Agnostisisme juga merupakan hak asasi manusia. Di konstitusi, kebebasan berkeyakinan tertuang dalam pasal 28 E ayat (2) yang mengatakan, "Setiap orang atas kebebasan meyakini kepercayaan, menyatakan pikiran dan sikap, sesuai dengan hati nuraninya". Dalam konstitusi, Negara menjamin kebebasan individu untuk berkeyakinan terhadap suatu kepercayaan.
ADVERTISEMENT
Agnostik bukanlah kriminal.

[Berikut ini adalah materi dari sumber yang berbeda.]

//! Aggregate root and domain event traits.

use chrono::{DateTime, Utc};
use common::{Tenancy, Version};
use outbox::{INVENTORY_TOPIC, OutboxEvent};
use serde::{Serialize, de::DeserializeOwned};

/// Trait for domain events.
///
/// Domain events are facts produced by aggregate methods. They are buffered
/// on the aggregate and turned into outbox rows when the aggregate is saved.
pub trait DomainEvent: Serialize + DeserializeOwned + Send + Sync + Clone {
    /// Wire event type, e.g. `wms.inventory.received`.
    fn event_type(&self) -> &'static str;

    fn occurred_at(&self) -> DateTime<Utc>;

    /// The event body without the enum tag, used as CloudEvent `data`.
    fn data(&self) -> serde_json::Result<serde_json::Value>;
}

/// A state-stored aggregate that buffers the events it raises.
///
/// Repositories persist the aggregate and its pending events in one storage
/// transaction, then call [`AggregateRoot::mark_committed`]. On failure the
/// pending events stay on the aggregate so the caller can retry.
pub trait AggregateRoot: Send + Sync + Sized {
    type Event: DomainEvent;

    fn aggregate_type() -> &'static str;

    /// Natural key of the aggregate.
    fn aggregate_id(&self) -> String;

    fn tenancy(&self) -> &Tenancy;

    /// Version the aggregate was loaded at (0 if never saved).
    fn version(&self) -> Version;

    /// Restores the stored version after loading.
    fn set_version(&mut self, version: Version);

    fn pending_events(&self) -> &[Self::Event];

    fn clear_pending_events(&mut self);

    /// Clears pending events and advances the version after a commit.
    fn mark_committed(&mut self) {
        self.clear_pending_events();
        let next = self.version().next();
        self.set_version(next);
    }

    /// Translates pending events into outbox rows.
    fn outbox_events(&self) -> outbox::Result<Vec<OutboxEvent>> {
        let tenancy = self.tenancy();
        let aggregate_id = self.aggregate_id();
        self.pending_events()
            .iter()
            .map(|event| {
                OutboxEvent::builder()
                    .aggregate_id(aggregate_id.clone())
                    .aggregate_type(Self::aggregate_type())
                    .event_type(event.event_type())
                    .topic(INVENTORY_TOPIC)
                    .occurred_at(event.occurred_at())
                    .tenant(tenancy.tenant_id.clone(), tenancy.facility_id.clone())
                    .data_raw(event.data()?)
                    .build()
            })
            .collect()
    }
}
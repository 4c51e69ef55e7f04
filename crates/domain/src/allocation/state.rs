//! Allocation state machine.

use serde::{Deserialize, Serialize};

/// The state of an allocation as stock moves through the building.
///
/// State transitions:
/// ```text
/// Staged ──► Packed ──► Shipped
///    │          │          │
///    └──────────┴──────────┴──► Returned
/// ```
#[derive(Debug, Clone, Copy, PartialEq, Eq, Hash, Serialize, Deserialize, Default)]
#[serde(rename_all = "snake_case")]
pub enum AllocationStatus {
    /// Picked from the source location into staging.
    #[default]
    Staged,

    Packed,

    /// Left the building. Can still come back as a return.
    Shipped,

    /// Terminal state.
    Returned,
}

impl AllocationStatus {
    pub const ALL: [AllocationStatus; 4] = [
        AllocationStatus::Staged,
        AllocationStatus::Packed,
        AllocationStatus::Shipped,
        AllocationStatus::Returned,
    ];

    pub fn can_pack(&self) -> bool {
        matches!(self, AllocationStatus::Staged)
    }

    pub fn can_ship(&self) -> bool {
        matches!(self, AllocationStatus::Packed)
    }

    pub fn can_return(&self) -> bool {
        !self.is_terminal()
    }

    /// Returns true if this is a terminal state (no further transitions possible).
    pub fn is_terminal(&self) -> bool {
        matches!(self, AllocationStatus::Returned)
    }

    /// Still holding stock inside the building.
    pub fn is_active(&self) -> bool {
        matches!(self, AllocationStatus::Staged | AllocationStatus::Packed)
    }

    /// Eligible for archival once past the retention window.
    pub fn is_closed(&self) -> bool {
        matches!(self, AllocationStatus::Shipped | AllocationStatus::Returned)
    }

    pub fn as_str(&self) -> &'static str {
        match self {
            AllocationStatus::Staged => "staged",
            AllocationStatus::Packed => "packed",
            AllocationStatus::Shipped => "shipped",
            AllocationStatus::Returned => "returned",
        }
    }
}

impl std::fmt::Display for AllocationStatus {
    fn fmt(&self, f: &mut std::fmt::Formatter<'_>) -> std::fmt::Result {
        write!(f, "{}", self.as_str())
    }
}

impl std::str::FromStr for AllocationStatus {
    type Err = String;

    fn from_str(s: &str) -> Result<Self, Self::Err> {
        match s {
            "staged" => Ok(AllocationStatus::Staged),
            "packed" => Ok(AllocationStatus::Packed),
            "shipped" => Ok(AllocationStatus::Shipped),
            "returned" => Ok(AllocationStatus::Returned),
            other => Err(format!("unknown allocation status: {other}")),
        }
    }
}

/// Which location column an allocation query matches.
#[derive(Debug, Clone, Copy, PartialEq, Eq, Hash)]
pub enum LocationKind {
    Source,
    Staging,
    /// Either column.
    Any,
}

#[cfg(test)]
mod tests {
    use super::*;

    #[test]
    fn test_forward_transitions() {
        assert!(AllocationStatus::Staged.can_pack());
        assert!(!AllocationStatus::Packed.can_pack());
        assert!(AllocationStatus::Packed.can_ship());
        assert!(!AllocationStatus::Staged.can_ship());
        assert!(!AllocationStatus::Shipped.can_ship());
    }

    #[test]
    fn test_return_reachable_until_terminal() {
        assert!(AllocationStatus::Staged.can_return());
        assert!(AllocationStatus::Packed.can_return());
        assert!(AllocationStatus::Shipped.can_return());
        assert!(!AllocationStatus::Returned.can_return());
    }

    #[test]
    fn test_active_and_closed_partition() {
        for status in [
            AllocationStatus::Staged,
            AllocationStatus::Packed,
            AllocationStatus::Shipped,
            AllocationStatus::Returned,
        ] {
            assert_ne!(status.is_active(), status.is_closed());
            assert_eq!(status.as_str().parse::<AllocationStatus>().unwrap(), status);
        }
    }
}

Ia tidak membunuh, ia tidak mencuri, tetapi ia memberi pencerahan terhadap manusia. Agnostisisme merupakan paham logos yang dimana logika filosofis digunakan dalam setiap aspek kehidupan manusia. Ia tidak percaya bukan karena benci, tetapi karena ragu. Agnostik telah mencapai puncak pengetahuan intelektual karena ia merasa ragu dengan sesuatu yang dianggap sebagian besar orang benar. Agnostik berawal dari kekosongan dan ketidaktahuan. Theis mematikan logikanya untuk mempercayai sesuatu yang belum tentu pasti. Atheis mengokohkan logikanya dengan tidak menganggap Tuhan itu ada.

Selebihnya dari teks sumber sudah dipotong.